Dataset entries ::
--- START ---

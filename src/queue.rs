// SPDX-License-Identifier: Apache-2.0 OR MIT
// Copyright (c) 2025-2026 naskel.com

//! Request queue: a bounded FIFO guarded by a mutex and a single condition
//! variable, feeding the single worker thread.

use crate::containers::BoundedFifo;
use crate::gpu::GpuBackend;
use crate::pool::HandlePool;
use crate::request::Request;
use crate::status::TransferStatus;
use parking_lot::{Condvar, Mutex};
use std::sync::atomic::{AtomicBool, Ordering};

/// Result of [`RequestQueue::dequeue`].
pub(crate) enum Dequeued<G: GpuBackend> {
    Request(Request<G>),
    /// The engine is shutting down and the queue is drained.
    Stop,
}

pub(crate) struct RequestQueue<G: GpuBackend> {
    body: Mutex<BoundedFifo<Request<G>>>,
    not_empty: Condvar,
    should_close: AtomicBool,
}

impl<G: GpuBackend> RequestQueue<G> {
    pub(crate) fn new(capacity: usize) -> Self {
        Self {
            body: Mutex::new(BoundedFifo::with_capacity(capacity)),
            not_empty: Condvar::new(),
            should_close: AtomicBool::new(false),
        }
    }

    /// Push `request`, publish `Pending` on its handle, and wake the worker.
    ///
    /// The `Pending` publication happens under the same mutex acquisition
    /// as the push and strictly before the condvar signal, establishing the
    /// happens-before edge the worker relies on when it later reads or
    /// writes the handle's state (SPEC_FULL.md §4.5).
    pub(crate) fn enqueue(&self, request: Request<G>, handles: &HandlePool<G>) -> bool {
        let handle = request.handle();
        let mut guard = self.body.lock();
        let pushed = guard.push(request);
        handles.publish_status(handle, TransferStatus::Pending);
        self.not_empty.notify_one();
        drop(guard);
        pushed
    }

    /// Block until a request is available or the engine is closing and the
    /// queue is drained.
    pub(crate) fn dequeue(&self) -> Dequeued<G> {
        let mut guard = self.body.lock();
        while guard.is_empty() && !self.should_close.load(Ordering::Acquire) {
            self.not_empty.wait(&mut guard);
        }
        match guard.pop() {
            Some(request) => Dequeued::Request(request),
            None => Dequeued::Stop,
        }
    }

    /// Signal shutdown: broadcast under the mutex so a worker blocked in
    /// `dequeue` wakes and observes `should_close`.
    pub(crate) fn request_stop(&self) {
        let guard = self.body.lock();
        self.should_close.store(true, Ordering::Release);
        self.not_empty.notify_all();
        drop(guard);
    }
}

#[cfg(test)]
mod tests {
    use super::*;
    use crate::gpu::mock::MockBackend;
    use crate::handle::Handle;
    use std::sync::Arc;
    use std::thread;
    use std::time::Duration;

    fn dummy_request(handle: Handle) -> Request<MockBackend> {
        Request::BufferToBuffer {
            handle,
            src: crate::gpu::mock::MockResource(1),
            dst: crate::gpu::mock::MockResource(2),
            barrier: Default::default(),
        }
    }

    #[test]
    fn enqueue_publishes_pending_before_dequeue_observes_it() {
        let handles = HandlePool::<MockBackend>::new(4);
        let queue = RequestQueue::<MockBackend>::new(4);
        let h = handles.allocate().unwrap();

        queue.enqueue(dummy_request(h), &handles);
        assert_eq!(handles.status(h), Some(TransferStatus::Pending));

        match queue.dequeue() {
            Dequeued::Request(req) => assert_eq!(req.handle(), h),
            Dequeued::Stop => panic!("expected a request"),
        }
    }

    #[test]
    fn stop_wakes_blocked_dequeue_when_empty() {
        let queue = Arc::new(RequestQueue::<MockBackend>::new(4));
        let worker_queue = queue.clone();

        let worker = thread::spawn(move || matches!(worker_queue.dequeue(), Dequeued::Stop));

        thread::sleep(Duration::from_millis(20));
        queue.request_stop();

        assert!(worker.join().unwrap());
    }

    #[test]
    fn fifo_order_preserved() {
        let handles = HandlePool::<MockBackend>::new(8);
        let queue = RequestQueue::<MockBackend>::new(2);

        let hs: Vec<_> = (0..5).map(|_| handles.allocate().unwrap()).collect();
        for &h in &hs {
            queue.enqueue(dummy_request(h), &handles);
        }

        for &expected in &hs {
            match queue.dequeue() {
                Dequeued::Request(req) => assert_eq!(req.handle(), expected),
                Dequeued::Stop => panic!("unexpected stop"),
            }
        }
    }
}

--- END ---

Exercise ::
The lines of the data, from the first through the one containing "use crate::status::TransferStatus;", are to be transcribed exactly.

Result for this task ::
filename src/queue.rs
// SPDX-License-Identifier: Apache-2.0 OR MIT
// Copyright (c) 2025-2026 naskel.com

//! Request queue: a bounded FIFO guarded by a mutex and a single condition
//! variable, feeding the single worker thread.

use crate::containers::BoundedFifo;
use crate::gpu::GpuBackend;
use crate::pool::HandlePool;
use crate::request::Request;
use crate::status::TransferStatus;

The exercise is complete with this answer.